# [Problem to work on]
Return, from the data below, each line that contains the word "RendererRegistry".

# [Input for this task]

---

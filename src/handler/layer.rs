use crate::config::HandlerConfig;
use crate::error::Result;
use crate::exception::{BoxError, Exception};
use crate::handler::catching::catch;
use crate::logger::Logger;
use crate::renderer::{RendererChain, RendererRegistry, RequestInfo};
use axum::{body::Body, http::Request, response::Response};
use std::convert::Infallible;
use std::future::Future;
use std::pin::Pin;
use std::sync::Arc;
use std::task::{Context, Poll};
use tower::{Layer, Service, ServiceExt};

/// Tower Layer that puts the catching failure boundary around any service
///
/// ```rust,no_run
/// use axum::{Router, routing::get};
/// use meshestra_logging::prelude::*;
///
/// # fn build() -> meshestra_logging::Result<()> {
/// let config = HandlerConfig::new().with_renderer("json", vec![]);
/// let layer = CatchingLayer::new(Arc::new(TracingLogger), config)?;
///
/// let app: Router = Router::new()
///     .route("/", get(|| async { "home" }))
///     .layer(layer);
/// # Ok(())
/// # }
/// ```
#[derive(Clone)]
pub struct CatchingLayer {
    logger: Arc<dyn Logger>,
    renderers: Arc<RendererChain>,
}

impl CatchingLayer {
    /// Build the renderer chain from `config` using the default renderer kinds.
    pub fn new(logger: Arc<dyn Logger>, config: HandlerConfig) -> Result<Self> {
        Self::with_registry(logger, config, &RendererRegistry::default())
    }

    pub fn with_registry(
        logger: Arc<dyn Logger>,
        config: HandlerConfig,
        registry: &RendererRegistry,
    ) -> Result<Self> {
        let specs = config.renderer_specs(registry)?;
        let renderers = registry.instantiate(&specs)?;
        Ok(Self {
            logger,
            renderers: Arc::new(renderers),
        })
    }
}

impl<S> Layer<S> for CatchingLayer {
    type Service = CatchingService<S>;

    fn layer(&self, inner: S) -> Self::Service {
        CatchingService {
            inner,
            logger: self.logger.clone(),
            renderers: self.renderers.clone(),
        }
    }
}

#[derive(Clone)]
pub struct CatchingService<S> {
    inner: S,
    logger: Arc<dyn Logger>,
    renderers: Arc<RendererChain>,
}

impl<S> Service<Request<Body>> for CatchingService<S>
where
    S: Service<Request<Body>, Response = Response> + Clone + Send + 'static,
    S::Future: Send + 'static,
    S::Error: Into<BoxError> + Send,
{
    type Response = Response;
    type Error = Infallible;
    type Future = Pin<Box<dyn Future<Output = std::result::Result<Response, Infallible>> + Send>>;

    // Readiness errors surface from `oneshot` in `call`, where they can be rendered.
    fn poll_ready(&mut self, _cx: &mut Context<'_>) -> Poll<std::result::Result<(), Self::Error>> {
        Poll::Ready(Ok(()))
    }

    fn call(&mut self, request: Request<Body>) -> Self::Future {
        let info = RequestInfo::from_request(&request);
        let inner = self.inner.clone();
        let logger = self.logger.clone();
        let renderers = self.renderers.clone();

        Box::pin(async move {
            let dispatch = async move {
                inner
                    .oneshot(request)
                    .await
                    .map_err(|error| Exception::from_boxed(error.into()))
            };
            Ok(catch(dispatch, logger.as_ref(), &renderers, &info).await)
        })
    }
}

#[cfg(test)]
mod tests {
    use super::*;
    use crate::handler::FALLBACK_BODY;
    use crate::logger::{Level, LogContext, LogError, NullLogger};
    use axum::{Router, http::StatusCode, routing::get};

    struct BrokenLogger;

    impl Logger for BrokenLogger {
        fn log(&self, _level: Level, _message: &str, _context: &LogContext<'_>) -> std::result::Result<(), LogError> {
            Err(LogError::Unavailable("disk full".to_string()))
        }
    }

    async fn explode() -> &'static str {
        panic!("handler exploded")
    }

    fn router(logger: Arc<dyn Logger>) -> Router {
        let config = HandlerConfig::new().with_renderer("plain_text", vec![]);
        Router::new()
            .route("/", get(|| async { "home" }))
            .route("/panics", get(explode))
            .layer(CatchingLayer::new(logger, config).unwrap())
    }

    async fn body_string(response: Response) -> String {
        let bytes = axum::body::to_bytes(response.into_body(), usize::MAX)
            .await
            .unwrap();
        String::from_utf8(bytes.to_vec()).unwrap()
    }

    #[tokio::test]
    async fn test_layer_on_router() {
        let app = router(Arc::new(NullLogger));

        let response = app
            .clone()
            .oneshot(Request::get("/").body(Body::empty()).unwrap())
            .await
            .unwrap();
        assert_eq!(response.status(), StatusCode::OK);
        assert_eq!(body_string(response).await, "home");

        let response = app
            .oneshot(Request::get("/panics").body(Body::empty()).unwrap())
            .await
            .unwrap();
        assert_eq!(response.status(), StatusCode::INTERNAL_SERVER_ERROR);
        assert!(body_string(response).await.starts_with("Panic: handler exploded"));
    }

    #[tokio::test]
    async fn test_layer_fallback_on_logger_failure() {
        let app = router(Arc::new(BrokenLogger));

        let response = app
            .oneshot(Request::get("/panics").body(Body::empty()).unwrap())
            .await
            .unwrap();
        assert_eq!(response.status(), StatusCode::INTERNAL_SERVER_ERROR);
        assert_eq!(body_string(response).await, FALLBACK_BODY);
    }

    #[tokio::test]
    async fn test_service_errors_are_rendered() {
        let service = tower::service_fn(|_request: Request<Body>| async {
            Err::<Response, _>(std::io::Error::other("upstream reset"))
        });
        let layer = CatchingLayer::new(
            Arc::new(NullLogger),
            HandlerConfig::new().with_renderer("plain_text", vec![]),
        )
        .unwrap();

        let response = layer
            .layer(service)
            .oneshot(Request::get("/").body(Body::empty()).unwrap())
            .await
            .unwrap();
        assert_eq!(response.status(), StatusCode::INTERNAL_SERVER_ERROR);
        assert!(body_string(response).await.starts_with("Error: upstream reset in file "));
    }

    #[test]
    fn test_layer_validates_config() {
        let err = CatchingLayer::new(Arc::new(NullLogger), HandlerConfig::new()).err().unwrap();
        assert_eq!(err.to_string(), "Handlers are not configured");
    }
}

---

# [Response to the exercise]
use crate::renderer::{RendererChain, RendererRegistry, RequestInfo};
        Self::with_registry(logger, config, &RendererRegistry::default())
        registry: &RendererRegistry,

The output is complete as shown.